OCZ stellt sein proprietäres Interface namens "High-Speed Data Link" (HSDL) vor, welches der Beschleunigung von SSDs dienen soll. Das I/O Subsystem aktueller Desktop-PCs stellt in vielen Fällen einen Flaschenhals dar, so dass SSDs nicht ihr volles Potential entfalten können.
HSDL ermöglicht Transferleistungen von bis zu 20 Gbps pro Kanal und stellt somit Serial ATA sowie Serial Attached SCSI, welche es auf entweder 3 Gbps oder 6 Gbps bringen mit Leichtigkeit in den Schatten. Um noch mehr Bandbreite zur Verfügung zu stellen können Känäle miteinander kombiniert werden.
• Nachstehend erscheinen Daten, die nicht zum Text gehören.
//! User infrastructure module
//!
//! Argon2id password hashing, user repositories and the registration service.

mod password;
mod repository;
mod service;
mod sqlite_repository;

pub use password::{Argon2Hasher, PasswordHasher};
pub use repository::InMemoryUserRepository;
pub use service::{Registration, UserService};
pub use sqlite_repository::SqliteUserRepository;

#[cfg(test)]
pub(crate) use password::{cheap_hasher, verify_phc};
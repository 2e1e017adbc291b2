//! In-memory auth log repository implementation

use async_trait::async_trait;
use std::sync::Arc;
use tokio::sync::RwLock;

use crate::domain::{AuthLogEntry, AuthLogRepository, DomainError};

#[derive(Debug, Default)]
pub struct InMemoryAuthLogRepository {
    entries: Arc<RwLock<Vec<AuthLogEntry>>>,
}

impl InMemoryAuthLogRepository {
    pub fn new() -> Self {
        Self::default()
    }
}

#[async_trait]
impl AuthLogRepository for InMemoryAuthLogRepository {
    async fn record(&self, entry: AuthLogEntry) -> Result<(), DomainError> {
        self.entries.write().await.push(entry);
        Ok(())
    }

    async fn list_for_user(&self, user_id: i64) -> Result<Vec<AuthLogEntry>, DomainError> {
        let entries = self.entries.read().await;
        Ok(entries
            .iter()
            .filter(|e| e.user_id == user_id)
            .cloned()
            .collect())
    }
}
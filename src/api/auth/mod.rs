//! Token issuance endpoint
//!
//! POST /auth[?expired=true]. The caller names a subject through HTTP Basic
//! credentials or a JSON body; nothing is verified.

use std::collections::HashMap;

use axum::{
    extract::{Query, State},
    http::{header, HeaderMap},
};
use base64::{engine::general_purpose::STANDARD, Engine};
use bytes::Bytes;
use serde::{Deserialize, Serialize};
use tracing::{error, warn};

use crate::api::middleware::RequestOrigin;
use crate::api::state::AppState;
use crate::api::types::{ApiError, Json};
use crate::domain::KeyState;
use crate::infrastructure::observability::record_auth_rejected;

/// JSON credentials accepted when no Basic header is present
///
/// A `password` field may be present and is ignored.
#[derive(Debug, Default, Deserialize)]
pub struct AuthRequest {
    #[serde(default)]
    pub username: Option<String>,
}

#[derive(Debug, Serialize, Deserialize)]
pub struct TokenResponse {
    pub token: String,
}

/// POST /auth
pub async fn issue_token(
    State(state): State<AppState>,
    RequestOrigin(origin): RequestOrigin,
    Query(params): Query<HashMap<String, String>>,
    headers: HeaderMap,
    body: Bytes,
) -> Result<Json<TokenResponse>, ApiError> {
    if !state.admission_gate.try_acquire().await {
        record_auth_rejected("rate_limited");
        return Err(ApiError::rate_limited("Too Many Requests"));
    }

    let subject = match basic_auth_username(&headers) {
        Some(username) => username,
        None => match subject_from_body(&body) {
            Some(username) => username,
            None => {
                record_auth_rejected("invalid_body");
                return Err(ApiError::bad_request("Invalid authentication method"));
            }
        },
    };

    let state_flag = KeyState::from_expired_flag(parse_bool_lenient(params.get("expired")));

    let issued = state
        .token_issuer
        .issue(&subject, state_flag, &origin)
        .await
        .map_err(|e| {
            if e.is_not_found() {
                record_auth_rejected("no_signing_key");
                warn!(key_state = %state_flag, "No signing key available");
                ApiError::unavailable("No signing key available")
                    .with_code("signing_key_unavailable")
            } else {
                record_auth_rejected("internal");
                error!(error = %e, "Token issuance failed");
                ApiError::from(e)
            }
        })?;

    Ok(Json(TokenResponse {
        token: issued.token,
    }))
}

/// Username from `Authorization: Basic base64(user:pass)`
fn basic_auth_username(headers: &HeaderMap) -> Option<String> {
    let value = headers.get(header::AUTHORIZATION)?.to_str().ok()?;
    let (scheme, encoded) = value.split_once(' ')?;
    if !scheme.eq_ignore_ascii_case("basic") {
        return None;
    }

    let decoded = STANDARD.decode(encoded.trim()).ok()?;
    let decoded = String::from_utf8(decoded).ok()?;
    let (username, _password) = decoded.split_once(':')?;
    Some(username.to_string())
}

/// Username from the first JSON value in the body
///
/// Bytes after that value are ignored. `null` for the body or the username
/// yields an empty subject. An empty or malformed body yields `None`.
fn subject_from_body(body: &[u8]) -> Option<String> {
    let mut values =
        serde_json::Deserializer::from_slice(body).into_iter::<Option<AuthRequest>>();
    let request = values.next()?.ok()?;
    Some(request.unwrap_or_default().username.unwrap_or_default())
}

/// `1`, `t`, `T`, `TRUE`, `true`, `True` are true; anything else is false
fn parse_bool_lenient(value: Option<&String>) -> bool {
    matches!(
        value.map(String::as_str),
        Some("1" | "t" | "T" | "TRUE" | "true" | "True")
    )
}

#[cfg(test)]
mod tests {
    use super::*;
    use axum::http::HeaderValue;

    fn basic(value: &'static str) -> HeaderMap {
        let mut headers = HeaderMap::new();
        headers.insert(header::AUTHORIZATION, HeaderValue::from_static(value));
        headers
    }

    #[test]
    fn test_basic_auth_username() {
        // userABC:password123
        let headers = basic("Basic dXNlckFCQzpwYXNzd29yZDEyMw==");
        assert_eq!(basic_auth_username(&headers).as_deref(), Some("userABC"));

        let headers = basic("basic dXNlckFCQzpwYXNzd29yZDEyMw==");
        assert_eq!(basic_auth_username(&headers).as_deref(), Some("userABC"));
    }

    #[test]
    fn test_basic_auth_rejects_malformed() {
        assert!(basic_auth_username(&HeaderMap::new()).is_none());
        assert!(basic_auth_username(&basic("Bearer abc")).is_none());
        assert!(basic_auth_username(&basic("Basic !!!")).is_none());
        // "nocolon"
        assert!(basic_auth_username(&basic("Basic bm9jb2xvbg==")).is_none());
    }

    #[test]
    fn test_parse_bool_lenient() {
        for truthy in ["1", "t", "T", "TRUE", "true", "True"] {
            assert!(parse_bool_lenient(Some(&truthy.to_string())), "{truthy}");
        }
        for falsy in ["0", "false", "yes", "", "tRuE"] {
            assert!(!parse_bool_lenient(Some(&falsy.to_string())), "{falsy}");
        }
        assert!(!parse_bool_lenient(None));
    }

    #[test]
    fn test_subject_from_body() {
        let subject = subject_from_body(br#"{"username": "userABC", "password": "x"}"#);
        assert_eq!(subject.as_deref(), Some("userABC"));

        let subject = subject_from_body(br#"{"username": "userABC"} trailing"#);
        assert_eq!(subject.as_deref(), Some("userABC"));

        assert_eq!(subject_from_body(b"null").as_deref(), Some(""));
        assert_eq!(subject_from_body(br#"{"username": null}"#).as_deref(), Some(""));
        assert_eq!(subject_from_body(b"{}").as_deref(), Some(""));
    }

    #[test]
    fn test_subject_from_body_rejects_malformed() {
        assert!(subject_from_body(b"").is_none());
        assert!(subject_from_body(b"   ").is_none());
        assert!(subject_from_body(b"not json").is_none());
        assert!(subject_from_body(b"[1, 2]").is_none());
        assert!(subject_from_body(br#"{"username": 5}"#).is_none());
    }
}
//! SQLite auth log repository implementation

use async_trait::async_trait;
use chrono::{DateTime, Utc};
use sqlx::sqlite::SqlitePool;
use sqlx::Row;

use crate::domain::{AuthLogEntry, AuthLogRepository, DomainError};

/// SQLite implementation of AuthLogRepository over `auth_logs`
#[derive(Debug, Clone)]
pub struct SqliteAuthLogRepository {
    pool: SqlitePool,
}

impl SqliteAuthLogRepository {
    pub fn new(pool: SqlitePool) -> Self {
        Self { pool }
    }
}

#[async_trait]
impl AuthLogRepository for SqliteAuthLogRepository {
    async fn record(&self, entry: AuthLogEntry) -> Result<(), DomainError> {
        sqlx::query(
            "INSERT INTO auth_logs (request_ip, request_timestamp, user_id) VALUES (?, ?, ?)",
        )
        .bind(&entry.request_ip)
        .bind(entry.request_timestamp)
        .bind(entry.user_id)
        .execute(&self.pool)
        .await
        .map_err(|e| DomainError::storage(format!("Failed to record auth log: {}", e)))?;

        Ok(())
    }

    async fn list_for_user(&self, user_id: i64) -> Result<Vec<AuthLogEntry>, DomainError> {
        let rows = sqlx::query(
            r#"
            SELECT request_ip, request_timestamp, user_id
            FROM auth_logs
            WHERE user_id = ?
            ORDER BY id ASC
            "#,
        )
        .bind(user_id)
        .fetch_all(&self.pool)
        .await
        .map_err(|e| DomainError::storage(format!("Failed to list auth logs: {}", e)))?;

        rows.iter()
            .map(|row| {
                let decode = |e: sqlx::Error| DomainError::storage(format!("Malformed auth_logs row: {}", e));
                Ok(AuthLogEntry {
                    request_ip: row.try_get("request_ip").map_err(decode)?,
                    request_timestamp: row
                        .try_get::<DateTime<Utc>, _>("request_timestamp")
                        .map_err(decode)?,
                    user_id: row.try_get("user_id").map_err(decode)?,
                })
            })
            .collect()
    }
}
Das neue HSDL Interface ist die treibende Kraft hinter der "OCZ IBIS" SSD Serie, welche im 3.5 Zoll Formfaktor erscheinen wird. IBIS kann auf vier Sandforcecontroller zurückgreifen, welche im RAID 0 angesprochen werden. Dadurch entstehen Performance-Werte von theoretischen 720 MByte/s lesend und 740 MByte/s schreibend.
Die IBIS wird mit Kapazitäten von 100 GByte bis 960 GByte ausgeliefert werden. Die Preise bewegen sich von noch vertretbaren 529 US-Dollar bis 2'799 US-Dollar für die 960 GByte Version.